4.4. Small molecular CA IX inhibitors in anticancer therapy There is a major advantage for the use of small molecular CA IX inhibitors in anticancer therapy. As the target enzyme is expressed on the plasma membrane there is no need to penetrate and diffuse into the cell to build up an adequate concentration to be effective, especially as the vasculature in tumours is mostly of poor quality which can affect tumour drug distributions, particularly to CA IX expressing tumour cells that are distal to the vasculature. The carbonic anhydrase inhibitors that have been developed can be grouped into four main classes, that is, sulfonamides, sulfamates, sulfamides and coumarins.84 As the synthesis of CA inhibitors specifically targeting the tumour-specific CA isoforms (i.e., CA IX and CA XII) has improved more studies have reported finding a pivotal role for CA IX in metastatic dissemination. Small molecular inhibitors belonging to the sulfonamide72,85 and sulfamate86–88 classes of CA inhibitors have a high selectivity at nanomolar (nM) level for CA IX and CA XII and have a low toxicity in mice. Experiments with CA IX selective inhibitors ureidosulfonamide 25 and 104 and glycosyl coumarins 204 and 205 showed that these are targeting breast cancer metastasis in mice improving metastasis-free survival.72,85 Recently, we presented evidence that sulfamates can inhibit metastasis formation.86 From a panel of 11 sulfamate CA IX inhibitors 3 showed inhibition of cell migration and spreading of hypoxic tumour cells in a dose-dependent manner. One of them, S4 (Fig. 2), was taken forward into in vivo tests using a breast cancer model for spontaneous metastatic dissemination. Mice were given a 10 mg of S4 per kg body

weight (10 mg/kg) maintenance dosage, daily on a ‘5 days on, 2 days off’ regimen which reduced metastatic tumour burden in the lung while not affecting primary tumour growth or mouse condition.86 In summary, the majority of reports on CA IX in metastatic disease based on biopsy material and clinicopathological data are consistent with the idea that CA IX expression in tumours is a sign of poorer prognosis (Fig. 3).
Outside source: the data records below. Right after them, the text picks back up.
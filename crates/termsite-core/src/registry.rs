//! Static command registry.
//!
//! The registry is the single source of truth for command names, their
//! one-line descriptions, usage strings and subcommand lists. `help` and
//! `man` render straight from this table.


/// Registry entry describing one console command.
#[derive( Debug, Clone, Copy, PartialEq, Eq )]
pub struct CommandSpec {
    pub name: &'static str,
    pub description: &'static str,
    pub usage: &'static str,
    pub subcommands: &'static [&'static str],
}


/// Subcommands accepted by `music`.
pub const MUSIC_SUBCOMMANDS: &[&str] = &[ "play", "stop", "next", "prev" ];


/// All registered commands, in definition order.
pub const COMMANDS: &[CommandSpec] = &[
    CommandSpec {
        name: "help",
        description: "List all available commands",
        usage: "help",
        subcommands: &[],
    },
    CommandSpec {
        name: "theme",
        description: "Switch the color theme",
        usage: "theme <name>",
        subcommands: &[],
    },
    CommandSpec {
        name: "font",
        description: "Cycle to the next terminal font",
        usage: "font",
        subcommands: &[],
    },
    CommandSpec {
        name: "clear",
        description: "Clear the terminal output",
        usage: "clear",
        subcommands: &[],
    },
    CommandSpec {
        name: "about",
        description: "Show information about this terminal",
        usage: "about",
        subcommands: &[],
    },
    CommandSpec {
        name: "music",
        description: "Control the background music",
        usage: "music <subcommand>",
        subcommands: MUSIC_SUBCOMMANDS,
    },
    CommandSpec {
        name: "goto",
        description: "Open an external link in a new window",
        usage: "goto <destination>",
        subcommands: &[],
    },
    CommandSpec {
        name: "man",
        description: "Show the manual page for a command",
        usage: "man <command>",
        subcommands: &[],
    },
];


/// External destinations reachable through `goto`.
pub const DESTINATIONS: &[( &str, &str )] = &[
    ( "github", "https://github.com/The-Enthusiast-404" ),
    ( "twitter", "https://x.com/introvertedbot" ),
];


/// Looks up a command by its (already lower-cased) name.
pub fn lookup( name: &str ) -> Option<&'static CommandSpec> {
    COMMANDS.iter().find( |spec| spec.name == name )
}


/// Looks up the URL for a `goto` destination.
pub fn destination( name: &str ) -> Option<&'static str> {
    DESTINATIONS.iter()
        .find( |( key, _ )| *key == name )
        .map( |( _, url )| *url )
}


/// Returns the registered command names in definition order.
pub fn command_names() -> impl Iterator<Item = &'static str> {
    COMMANDS.iter().map( |spec| spec.name )
}


/// Returns the `goto` destination names in table order.
pub fn destination_names() -> impl Iterator<Item = &'static str> {
    DESTINATIONS.iter().map( |( name, _ )| *name )
}


#[cfg( test )]
mod tests {
    use super::*;


    #[test]
    fn test_registry_order() {
        let names: Vec<_> = command_names().collect();
        assert_eq!( names, [ "help", "theme", "font", "clear", "about", "music", "goto", "man" ] );
    }


    #[test]
    fn test_names_are_unique() {
        let mut names: Vec<_> = command_names().collect();
        names.sort_unstable();
        names.dedup();
        assert_eq!( names.len(), COMMANDS.len() );
    }


    #[test]
    fn test_lookup() {
        assert_eq!( lookup( "music" ).map( |s| s.usage ), Some( "music <subcommand>" ) );
        assert!( lookup( "ls" ).is_none() );
    }


    #[test]
    fn test_destination() {
        assert_eq!( destination( "github" ), Some( "https://github.com/The-Enthusiast-404" ) );
        assert!( destination( "gitlab" ).is_none() );
    }
}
Preclinical studies in various hypoxic tumour cell lines show that CA IX expression is a pivotal inducer of a more migratory and invasive phenotype. In support of this in vivo xenograft models of breast cancer metastasis indicated a role for CA IX in tumour growth and metastasis formation. CA IX-based therapy has advanced in clinical trials in some instances as in the treatment of renal cell carcinoma. Clinical trials have yet to reveal whether CA IX-based anticancer therapy will be similar effective in other types of cancer. 5. Notes The authors declare the following competing financial interest(s): Professor Williams is author of a patent (Carbonic Anhydrase Inhibitors, PCT/EP2011/052156). Acknowledgments We thank the European Commission for financial supporting the research of the Hypoxia and Therapeutics Group (EU FP7 Metoxia, Grant Agreement No. 222741).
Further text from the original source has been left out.